Task instructions |
Write out all the data again, exactly as it stands.

Collected data entries:
════════

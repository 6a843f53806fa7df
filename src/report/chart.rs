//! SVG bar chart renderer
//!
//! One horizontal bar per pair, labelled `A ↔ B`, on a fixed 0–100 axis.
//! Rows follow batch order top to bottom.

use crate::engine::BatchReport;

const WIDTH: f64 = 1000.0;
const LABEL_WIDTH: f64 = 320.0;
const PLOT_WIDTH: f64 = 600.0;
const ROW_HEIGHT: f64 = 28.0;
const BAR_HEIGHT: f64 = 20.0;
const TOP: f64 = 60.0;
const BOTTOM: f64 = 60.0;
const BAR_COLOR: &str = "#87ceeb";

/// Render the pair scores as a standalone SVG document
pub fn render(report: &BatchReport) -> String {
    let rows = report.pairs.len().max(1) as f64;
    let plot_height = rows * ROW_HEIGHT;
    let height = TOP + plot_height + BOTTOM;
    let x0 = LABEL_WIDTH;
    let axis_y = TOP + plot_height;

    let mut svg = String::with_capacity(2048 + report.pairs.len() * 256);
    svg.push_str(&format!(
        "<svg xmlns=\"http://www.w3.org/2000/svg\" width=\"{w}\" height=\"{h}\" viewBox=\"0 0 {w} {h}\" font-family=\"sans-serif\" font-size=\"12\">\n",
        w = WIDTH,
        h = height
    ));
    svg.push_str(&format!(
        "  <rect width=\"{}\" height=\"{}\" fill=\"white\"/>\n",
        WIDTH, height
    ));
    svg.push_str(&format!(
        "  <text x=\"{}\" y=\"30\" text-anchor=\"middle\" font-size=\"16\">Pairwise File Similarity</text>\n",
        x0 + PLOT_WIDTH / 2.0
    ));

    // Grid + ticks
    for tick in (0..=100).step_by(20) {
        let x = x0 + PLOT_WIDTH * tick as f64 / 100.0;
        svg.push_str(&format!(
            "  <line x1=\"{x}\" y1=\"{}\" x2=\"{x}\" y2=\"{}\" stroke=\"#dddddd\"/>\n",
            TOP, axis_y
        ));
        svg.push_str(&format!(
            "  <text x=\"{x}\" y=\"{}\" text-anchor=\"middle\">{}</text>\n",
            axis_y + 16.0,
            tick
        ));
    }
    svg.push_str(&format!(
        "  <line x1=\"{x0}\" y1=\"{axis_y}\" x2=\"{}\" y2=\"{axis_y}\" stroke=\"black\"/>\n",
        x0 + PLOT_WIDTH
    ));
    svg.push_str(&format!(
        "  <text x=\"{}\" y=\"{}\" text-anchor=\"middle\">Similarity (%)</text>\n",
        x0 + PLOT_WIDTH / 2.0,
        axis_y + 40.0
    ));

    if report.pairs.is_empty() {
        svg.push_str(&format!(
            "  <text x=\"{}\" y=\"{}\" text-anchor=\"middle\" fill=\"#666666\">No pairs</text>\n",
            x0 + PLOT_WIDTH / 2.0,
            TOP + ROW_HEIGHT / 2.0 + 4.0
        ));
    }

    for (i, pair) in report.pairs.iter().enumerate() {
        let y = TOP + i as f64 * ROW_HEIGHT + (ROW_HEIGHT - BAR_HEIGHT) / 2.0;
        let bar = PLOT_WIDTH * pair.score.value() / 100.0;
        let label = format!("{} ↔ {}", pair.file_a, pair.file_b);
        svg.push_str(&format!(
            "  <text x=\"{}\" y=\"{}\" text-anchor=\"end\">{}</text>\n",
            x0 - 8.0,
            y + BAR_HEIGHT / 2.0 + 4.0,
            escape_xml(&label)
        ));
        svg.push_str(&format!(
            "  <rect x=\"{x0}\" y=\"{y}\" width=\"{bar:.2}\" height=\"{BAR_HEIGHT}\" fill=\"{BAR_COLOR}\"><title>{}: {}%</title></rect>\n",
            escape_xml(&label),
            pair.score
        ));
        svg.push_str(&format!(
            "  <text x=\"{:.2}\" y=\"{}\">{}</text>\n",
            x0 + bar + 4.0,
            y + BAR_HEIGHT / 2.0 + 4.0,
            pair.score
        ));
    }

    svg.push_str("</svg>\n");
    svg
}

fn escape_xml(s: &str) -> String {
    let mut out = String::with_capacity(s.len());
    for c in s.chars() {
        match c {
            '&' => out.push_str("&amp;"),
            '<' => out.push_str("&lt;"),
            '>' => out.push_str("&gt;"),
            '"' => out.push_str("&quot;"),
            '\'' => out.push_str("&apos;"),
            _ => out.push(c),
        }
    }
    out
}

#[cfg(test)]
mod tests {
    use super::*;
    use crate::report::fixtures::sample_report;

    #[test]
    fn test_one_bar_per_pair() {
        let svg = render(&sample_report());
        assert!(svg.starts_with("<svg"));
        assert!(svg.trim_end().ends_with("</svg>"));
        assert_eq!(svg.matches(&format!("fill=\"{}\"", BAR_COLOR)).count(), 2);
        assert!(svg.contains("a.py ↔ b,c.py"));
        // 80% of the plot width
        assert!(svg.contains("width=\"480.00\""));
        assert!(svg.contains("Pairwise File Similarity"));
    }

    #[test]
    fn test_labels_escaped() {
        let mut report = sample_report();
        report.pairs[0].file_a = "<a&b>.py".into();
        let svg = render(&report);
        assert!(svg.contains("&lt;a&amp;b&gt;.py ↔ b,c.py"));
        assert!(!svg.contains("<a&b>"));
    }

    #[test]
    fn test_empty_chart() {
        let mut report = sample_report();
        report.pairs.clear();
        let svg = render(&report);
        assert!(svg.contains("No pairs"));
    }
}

════════

Written answer |
repository 6a843f53806fa7df
filename src/report/chart.rs
//! SVG bar chart renderer
//!
//! One horizontal bar per pair, labelled `A ↔ B`, on a fixed 0–100 axis.
//! Rows follow batch order top to bottom.

use crate::engine::BatchReport;

const WIDTH: f64 = 1000.0;
const LABEL_WIDTH: f64 = 320.0;
const PLOT_WIDTH: f64 = 600.0;
const ROW_HEIGHT: f64 = 28.0;
const BAR_HEIGHT: f64 = 20.0;
const TOP: f64 = 60.0;
const BOTTOM: f64 = 60.0;
const BAR_COLOR: &str = "#87ceeb";

/// Render the pair scores as a standalone SVG document
pub fn render(report: &BatchReport) -> String {
    let rows = report.pairs.len().max(1) as f64;
    let plot_height = rows * ROW_HEIGHT;
    let height = TOP + plot_height + BOTTOM;
    let x0 = LABEL_WIDTH;
    let axis_y = TOP + plot_height;

    let mut svg = String::with_capacity(2048 + report.pairs.len() * 256);
    svg.push_str(&format!(
        "<svg xmlns=\"http://www.w3.org/2000/svg\" width=\"{w}\" height=\"{h}\" viewBox=\"0 0 {w} {h}\" font-family=\"sans-serif\" font-size=\"12\">\n",
        w = WIDTH,
        h = height
    ));
    svg.push_str(&format!(
        "  <rect width=\"{}\" height=\"{}\" fill=\"white\"/>\n",
        WIDTH, height
    ));
    svg.push_str(&format!(
        "  <text x=\"{}\" y=\"30\" text-anchor=\"middle\" font-size=\"16\">Pairwise File Similarity</text>\n",
        x0 + PLOT_WIDTH / 2.0
    ));

    // Grid + ticks
    for tick in (0..=100).step_by(20) {
        let x = x0 + PLOT_WIDTH * tick as f64 / 100.0;
        svg.push_str(&format!(
            "  <line x1=\"{x}\" y1=\"{}\" x2=\"{x}\" y2=\"{}\" stroke=\"#dddddd\"/>\n",
            TOP, axis_y
        ));
        svg.push_str(&format!(
            "  <text x=\"{x}\" y=\"{}\" text-anchor=\"middle\">{}</text>\n",
            axis_y + 16.0,
            tick
        ));
    }
    svg.push_str(&format!(
        "  <line x1=\"{x0}\" y1=\"{axis_y}\" x2=\"{}\" y2=\"{axis_y}\" stroke=\"black\"/>\n",
        x0 + PLOT_WIDTH
    ));
    svg.push_str(&format!(
        "  <text x=\"{}\" y=\"{}\" text-anchor=\"middle\">Similarity (%)</text>\n",
        x0 + PLOT_WIDTH / 2.0,
        axis_y + 40.0
    ));

    if report.pairs.is_empty() {
        svg.push_str(&format!(
            "  <text x=\"{}\" y=\"{}\" text-anchor=\"middle\" fill=\"#666666\">No pairs</text>\n",
            x0 + PLOT_WIDTH / 2.0,
            TOP + ROW_HEIGHT / 2.0 + 4.0
        ));
    }

    for (i, pair) in report.pairs.iter().enumerate() {
        let y = TOP + i as f64 * ROW_HEIGHT + (ROW_HEIGHT - BAR_HEIGHT) / 2.0;
        let bar = PLOT_WIDTH * pair.score.value() / 100.0;
        let label = format!("{} ↔ {}", pair.file_a, pair.file_b);
        svg.push_str(&format!(
            "  <text x=\"{}\" y=\"{}\" text-anchor=\"end\">{}</text>\n",
            x0 - 8.0,
            y + BAR_HEIGHT / 2.0 + 4.0,
            escape_xml(&label)
        ));
        svg.push_str(&format!(
            "  <rect x=\"{x0}\" y=\"{y}\" width=\"{bar:.2}\" height=\"{BAR_HEIGHT}\" fill=\"{BAR_COLOR}\"><title>{}: {}%</title></rect>\n",
            escape_xml(&label),
            pair.score
        ));
        svg.push_str(&format!(
            "  <text x=\"{:.2}\" y=\"{}\">{}</text>\n",
            x0 + bar + 4.0,
            y + BAR_HEIGHT / 2.0 + 4.0,
            pair.score
        ));
    }

    svg.push_str("</svg>\n");
    svg
}

fn escape_xml(s: &str) -> String {
    let mut out = String::with_capacity(s.len());
    for c in s.chars() {
        match c {
            '&' => out.push_str("&amp;"),
            '<' => out.push_str("&lt;"),
            '>' => out.push_str("&gt;"),
            '"' => out.push_str("&quot;"),
            '\'' => out.push_str("&apos;"),
            _ => out.push(c),
        }
    }
    out
}

#[cfg(test)]
mod tests {
    use super::*;
    use crate::report::fixtures::sample_report;

    #[test]
    fn test_one_bar_per_pair() {
        let svg = render(&sample_report());
        assert!(svg.starts_with("<svg"));
        assert!(svg.trim_end().ends_with("</svg>"));
        assert_eq!(svg.matches(&format!("fill=\"{}\"", BAR_COLOR)).count(), 2);
        assert!(svg.contains("a.py ↔ b,c.py"));
        // 80% of the plot width
        assert!(svg.contains("width=\"480.00\""));
        assert!(svg.contains("Pairwise File Similarity"));
    }

    #[test]
    fn test_labels_escaped() {
        let mut report = sample_report();
        report.pairs[0].file_a = "<a&b>.py".into();
        let svg = render(&report);
        assert!(svg.contains("&lt;a&amp;b&gt;.py ↔ b,c.py"));
        assert!(!svg.contains("<a&b>"));
    }

    #[test]
    fn test_empty_chart() {
        let mut report = sample_report();
        report.pairs.clear();
        let svg = render(&report);
        assert!(svg.contains("No pairs"));
    }
}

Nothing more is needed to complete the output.